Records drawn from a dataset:
—————

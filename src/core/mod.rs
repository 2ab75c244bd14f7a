//! Core logger types and traits

pub mod closer;
pub mod config;
pub mod context;
pub mod error;
pub mod field;
pub mod handler;
pub mod level_var;
pub mod log_level;
pub mod logger;
pub mod output;
pub mod record;
pub mod recover;
pub mod timestamp;
pub mod writer;

pub use closer::{is_already_closed, AlreadyClosed, Close, CloseContext};
pub use config::{Config, Environment};
pub use context::Context;
pub use error::{LoggerError, Result};
pub use field::{Field, FieldValue, LazyValue};
pub use handler::Handler;
pub use level_var::LevelVar;
pub use log_level::{default_level, set_default_level, Level};
pub use logger::{default_exit_hook, ExitHook, Logger};
pub use output::Output;
pub use record::{Caller, Record};
pub use timestamp::{TimestampFormat, DEFAULT_TIME_FORMAT, TIME_DISABLED};
pub use writer::LogWriter;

—————

→ What you have to do:
Set down every record above, word for word.

→ The completed task:
filename src/core/mod.rs
repository 2ab75c244bd14f7a
//! Core logger types and traits

pub mod closer;
pub mod config;
pub mod context;
pub mod error;
pub mod field;
pub mod handler;
pub mod level_var;
pub mod log_level;
pub mod logger;
pub mod output;
pub mod record;
pub mod recover;
pub mod timestamp;
pub mod writer;

pub use closer::{is_already_closed, AlreadyClosed, Close, CloseContext};
pub use config::{Config, Environment};
pub use context::Context;
pub use error::{LoggerError, Result};
pub use field::{Field, FieldValue, LazyValue};
pub use handler::Handler;
pub use level_var::LevelVar;
pub use log_level::{default_level, set_default_level, Level};
pub use logger::{default_exit_hook, ExitHook, Logger};
pub use output::Output;
pub use record::{Caller, Record};
pub use timestamp::{TimestampFormat, DEFAULT_TIME_FORMAT, TIME_DISABLED};
pub use writer::LogWriter;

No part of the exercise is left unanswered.